■ YOUR GOAL:
Every line containing "RelationCode" should be copied out. Go through the entries and find them.

■ DATA LISTING:
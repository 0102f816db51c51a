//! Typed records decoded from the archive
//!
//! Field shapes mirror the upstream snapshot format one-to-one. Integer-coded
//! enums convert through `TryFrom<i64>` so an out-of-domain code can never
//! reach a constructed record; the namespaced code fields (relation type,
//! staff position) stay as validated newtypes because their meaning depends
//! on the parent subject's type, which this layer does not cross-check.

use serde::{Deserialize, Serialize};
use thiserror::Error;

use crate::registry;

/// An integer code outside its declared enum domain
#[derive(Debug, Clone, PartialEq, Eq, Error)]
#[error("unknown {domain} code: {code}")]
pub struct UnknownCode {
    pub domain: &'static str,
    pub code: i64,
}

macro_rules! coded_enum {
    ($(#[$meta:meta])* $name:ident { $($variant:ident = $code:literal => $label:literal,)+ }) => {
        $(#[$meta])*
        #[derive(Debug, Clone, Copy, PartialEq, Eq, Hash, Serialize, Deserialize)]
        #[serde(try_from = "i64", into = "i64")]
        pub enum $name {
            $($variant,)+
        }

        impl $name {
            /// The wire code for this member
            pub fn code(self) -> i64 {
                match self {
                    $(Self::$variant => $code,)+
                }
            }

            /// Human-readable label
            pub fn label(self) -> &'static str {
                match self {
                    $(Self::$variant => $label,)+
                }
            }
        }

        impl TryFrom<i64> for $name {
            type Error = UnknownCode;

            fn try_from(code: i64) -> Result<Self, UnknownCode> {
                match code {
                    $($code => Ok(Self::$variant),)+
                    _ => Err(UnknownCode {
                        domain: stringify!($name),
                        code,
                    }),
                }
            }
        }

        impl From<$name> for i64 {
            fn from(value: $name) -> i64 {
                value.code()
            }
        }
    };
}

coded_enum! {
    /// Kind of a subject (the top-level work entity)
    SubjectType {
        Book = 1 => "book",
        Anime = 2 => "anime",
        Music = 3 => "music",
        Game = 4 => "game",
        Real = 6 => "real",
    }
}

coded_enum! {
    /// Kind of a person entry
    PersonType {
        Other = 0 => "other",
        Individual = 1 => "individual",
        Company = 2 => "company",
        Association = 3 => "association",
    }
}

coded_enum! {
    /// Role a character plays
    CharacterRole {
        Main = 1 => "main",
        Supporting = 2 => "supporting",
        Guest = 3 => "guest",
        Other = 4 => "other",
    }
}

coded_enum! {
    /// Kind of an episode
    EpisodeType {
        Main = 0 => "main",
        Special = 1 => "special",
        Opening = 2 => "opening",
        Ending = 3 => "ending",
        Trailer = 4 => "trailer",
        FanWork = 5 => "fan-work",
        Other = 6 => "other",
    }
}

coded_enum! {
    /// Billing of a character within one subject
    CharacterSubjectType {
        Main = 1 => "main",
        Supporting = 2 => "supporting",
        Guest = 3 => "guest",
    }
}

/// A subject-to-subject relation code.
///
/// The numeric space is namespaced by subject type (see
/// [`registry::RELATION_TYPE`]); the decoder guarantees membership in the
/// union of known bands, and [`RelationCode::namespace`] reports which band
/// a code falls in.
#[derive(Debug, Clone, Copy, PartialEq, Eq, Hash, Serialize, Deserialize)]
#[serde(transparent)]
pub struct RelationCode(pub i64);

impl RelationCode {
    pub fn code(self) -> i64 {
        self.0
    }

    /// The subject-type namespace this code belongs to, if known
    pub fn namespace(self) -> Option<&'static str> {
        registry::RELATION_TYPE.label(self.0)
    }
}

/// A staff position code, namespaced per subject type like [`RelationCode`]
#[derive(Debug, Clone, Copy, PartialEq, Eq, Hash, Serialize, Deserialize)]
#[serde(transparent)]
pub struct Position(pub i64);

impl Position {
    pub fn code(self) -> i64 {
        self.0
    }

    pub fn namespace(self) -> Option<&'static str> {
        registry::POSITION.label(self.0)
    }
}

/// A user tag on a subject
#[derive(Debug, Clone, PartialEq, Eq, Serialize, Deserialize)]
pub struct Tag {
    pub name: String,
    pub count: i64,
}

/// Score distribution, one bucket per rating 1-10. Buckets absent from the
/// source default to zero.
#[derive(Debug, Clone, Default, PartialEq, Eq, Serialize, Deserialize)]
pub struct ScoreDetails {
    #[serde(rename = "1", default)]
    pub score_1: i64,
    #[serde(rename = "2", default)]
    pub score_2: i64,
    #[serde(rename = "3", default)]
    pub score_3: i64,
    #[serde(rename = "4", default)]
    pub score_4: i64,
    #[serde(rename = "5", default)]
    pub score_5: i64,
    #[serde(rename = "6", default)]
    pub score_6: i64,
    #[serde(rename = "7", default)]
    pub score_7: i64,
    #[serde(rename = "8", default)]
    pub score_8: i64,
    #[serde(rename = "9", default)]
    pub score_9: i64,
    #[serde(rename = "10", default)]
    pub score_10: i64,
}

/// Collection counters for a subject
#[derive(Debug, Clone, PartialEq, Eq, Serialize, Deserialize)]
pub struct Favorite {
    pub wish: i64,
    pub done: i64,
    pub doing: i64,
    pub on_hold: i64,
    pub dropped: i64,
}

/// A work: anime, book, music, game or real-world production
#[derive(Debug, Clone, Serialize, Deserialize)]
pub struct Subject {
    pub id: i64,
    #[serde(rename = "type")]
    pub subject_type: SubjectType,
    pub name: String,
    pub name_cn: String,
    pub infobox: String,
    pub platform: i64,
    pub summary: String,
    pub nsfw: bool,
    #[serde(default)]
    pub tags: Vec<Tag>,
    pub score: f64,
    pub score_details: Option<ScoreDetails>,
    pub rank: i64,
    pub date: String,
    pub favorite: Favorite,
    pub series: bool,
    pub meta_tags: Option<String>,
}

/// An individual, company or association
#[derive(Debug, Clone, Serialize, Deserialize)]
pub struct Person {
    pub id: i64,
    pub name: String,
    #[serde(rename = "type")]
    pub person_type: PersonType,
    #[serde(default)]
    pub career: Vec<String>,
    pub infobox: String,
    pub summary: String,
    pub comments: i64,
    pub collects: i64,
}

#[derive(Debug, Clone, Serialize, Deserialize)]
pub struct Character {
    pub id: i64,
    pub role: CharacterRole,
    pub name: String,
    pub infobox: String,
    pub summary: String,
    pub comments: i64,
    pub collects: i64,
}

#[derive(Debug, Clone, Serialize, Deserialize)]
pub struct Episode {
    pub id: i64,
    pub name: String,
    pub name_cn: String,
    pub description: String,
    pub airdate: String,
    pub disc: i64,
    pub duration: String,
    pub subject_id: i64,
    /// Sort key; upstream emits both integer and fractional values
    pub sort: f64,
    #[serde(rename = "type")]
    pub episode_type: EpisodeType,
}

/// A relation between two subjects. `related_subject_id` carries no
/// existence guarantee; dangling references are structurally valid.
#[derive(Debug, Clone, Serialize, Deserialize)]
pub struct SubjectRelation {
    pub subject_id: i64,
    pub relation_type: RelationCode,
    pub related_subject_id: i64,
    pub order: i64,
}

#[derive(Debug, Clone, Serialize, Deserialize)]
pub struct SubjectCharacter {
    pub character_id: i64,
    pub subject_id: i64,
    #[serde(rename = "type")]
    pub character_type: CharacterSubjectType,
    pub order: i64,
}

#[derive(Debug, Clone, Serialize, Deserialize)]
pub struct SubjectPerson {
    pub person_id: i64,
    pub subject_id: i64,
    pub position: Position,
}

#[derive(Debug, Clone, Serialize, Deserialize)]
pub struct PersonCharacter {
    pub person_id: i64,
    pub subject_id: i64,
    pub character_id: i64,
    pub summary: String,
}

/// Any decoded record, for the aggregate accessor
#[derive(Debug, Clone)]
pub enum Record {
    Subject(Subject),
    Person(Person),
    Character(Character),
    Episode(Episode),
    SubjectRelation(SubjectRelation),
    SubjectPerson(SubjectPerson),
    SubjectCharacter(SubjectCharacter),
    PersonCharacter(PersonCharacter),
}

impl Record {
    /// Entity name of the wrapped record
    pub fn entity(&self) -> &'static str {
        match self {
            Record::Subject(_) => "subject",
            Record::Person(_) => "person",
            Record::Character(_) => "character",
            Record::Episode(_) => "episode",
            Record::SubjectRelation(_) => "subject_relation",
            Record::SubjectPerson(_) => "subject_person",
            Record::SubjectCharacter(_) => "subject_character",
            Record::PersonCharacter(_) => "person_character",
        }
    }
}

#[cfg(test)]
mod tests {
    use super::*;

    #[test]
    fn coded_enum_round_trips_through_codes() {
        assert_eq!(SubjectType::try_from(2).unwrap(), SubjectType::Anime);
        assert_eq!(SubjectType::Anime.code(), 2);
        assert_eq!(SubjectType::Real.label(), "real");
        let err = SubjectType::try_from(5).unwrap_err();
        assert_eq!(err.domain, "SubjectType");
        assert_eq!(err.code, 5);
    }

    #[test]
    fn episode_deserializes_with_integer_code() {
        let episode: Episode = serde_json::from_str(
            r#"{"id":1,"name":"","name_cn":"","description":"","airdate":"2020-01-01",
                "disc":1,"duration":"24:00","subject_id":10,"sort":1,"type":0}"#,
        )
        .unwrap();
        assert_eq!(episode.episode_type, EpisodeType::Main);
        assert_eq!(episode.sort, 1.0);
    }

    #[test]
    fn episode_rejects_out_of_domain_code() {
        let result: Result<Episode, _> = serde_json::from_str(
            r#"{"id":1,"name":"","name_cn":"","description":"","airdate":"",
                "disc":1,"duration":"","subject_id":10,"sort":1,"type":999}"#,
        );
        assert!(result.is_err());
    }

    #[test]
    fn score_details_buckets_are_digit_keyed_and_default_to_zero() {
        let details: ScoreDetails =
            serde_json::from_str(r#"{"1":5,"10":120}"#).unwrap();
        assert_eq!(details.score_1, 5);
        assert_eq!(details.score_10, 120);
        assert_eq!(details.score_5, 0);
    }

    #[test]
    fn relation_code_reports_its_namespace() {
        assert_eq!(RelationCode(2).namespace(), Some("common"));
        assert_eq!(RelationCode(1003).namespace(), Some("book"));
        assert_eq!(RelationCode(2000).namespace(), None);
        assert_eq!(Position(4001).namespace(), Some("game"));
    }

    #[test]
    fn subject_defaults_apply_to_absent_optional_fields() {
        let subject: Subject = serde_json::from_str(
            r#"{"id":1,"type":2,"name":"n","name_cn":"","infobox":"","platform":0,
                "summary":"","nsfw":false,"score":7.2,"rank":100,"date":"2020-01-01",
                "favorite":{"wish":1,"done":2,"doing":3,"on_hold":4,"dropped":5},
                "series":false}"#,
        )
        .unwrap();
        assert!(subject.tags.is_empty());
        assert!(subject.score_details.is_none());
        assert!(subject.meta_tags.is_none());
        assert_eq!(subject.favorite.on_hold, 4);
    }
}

■ EXERCISE RESULT:
/// union of known bands, and [`RelationCode::namespace`] reports which band
pub struct RelationCode(pub i64);
impl RelationCode {
/// A staff position code, namespaced per subject type like [`RelationCode`]
    pub relation_type: RelationCode,
        assert_eq!(RelationCode(2).namespace(), Some("common"));
        assert_eq!(RelationCode(1003).namespace(), Some("book"));
        assert_eq!(RelationCode(2000).namespace(), None);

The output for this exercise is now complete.